I did let go the idea to use a general prototype (as indeed to complex) and worked further on the structure you made extending the html base.

Only for Javascript I am using now a with_prototype clause, because here additional elements can occur nearly anywhere in the code.

A Blogger theme also has simple selfclosing data: tags. Code was easy to add.

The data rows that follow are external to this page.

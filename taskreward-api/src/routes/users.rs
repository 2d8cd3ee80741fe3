/// User endpoints (authenticated)
///
/// # Endpoints
///
/// - `GET /users/:user_id/status` - User with current balance
/// - `POST /users/:user_id/tasks/:task_id/complete` - Complete a task, credit its bonus
/// - `GET /users/leaderboard` - Top users by balance
/// - `GET /users/tasks/activetasks` - Open tasks

use crate::{
    app::{AppState, AuthUser},
    error::{ApiError, ApiResult},
};
use axum::{
    extract::{Path, State},
    Extension, Json,
};
use taskreward_shared::models::{task::Task, user::User};
use tracing::{info, warn};

pub async fn status(
    State(state): State<AppState>,
    Path(user_id): Path<i64>,
) -> ApiResult<Json<User>> {
    let user = state.service.get_user_status(user_id).await?;
    Ok(Json(user))
}

/// Completes a task on behalf of the authenticated user
///
/// The path user must be the token's subject.
///
/// # Errors
///
/// - `400 Bad Request`: Non-positive IDs
/// - `403 Forbidden`: Path user is not the caller
/// - `404 Not Found`: Unknown task or user
/// - `409 Conflict`: Task already completed
pub async fn complete_task(
    State(state): State<AppState>,
    Extension(auth): Extension<AuthUser>,
    Path((user_id, task_id)): Path<(i64, i64)>,
) -> ApiResult<Json<Task>> {
    if auth.user_id != user_id {
        warn!(
            caller = auth.user_id,
            user_id, task_id, "Completion attempted for another user"
        );
        return Err(ApiError::Forbidden(
            "Tasks can only be completed by the authenticated user".to_string(),
        ));
    }

    let cancel = state.shutdown.child_token();
    let task = state
        .service
        .complete_task_with_cancel(task_id, user_id, &cancel)
        .await?;

    info!(user_id, task_id, bonus = task.bonus, "Completion request served");
    Ok(Json(task))
}

pub async fn leaderboard(State(state): State<AppState>) -> ApiResult<Json<Vec<User>>> {
    Ok(Json(state.service.get_leaderboard().await?))
}

pub async fn active_tasks(State(state): State<AppState>) -> ApiResult<Json<Vec<Task>>> {
    Ok(Json(state.service.get_active_tasks().await?))
}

For the Blogger tags inside Javascript I made a dedicated context to assure that also between begin and ending tag, the Javascript code was highlighted in the right way.

The CSS embedded in the skin tag is actually some SCSS code but with variables and operations that are always between parenthesis. A small (nonsensical) example beneath to clarify. Do you have any idea of the type of preprocessor code this is or is it some dedicated Googlish thing ?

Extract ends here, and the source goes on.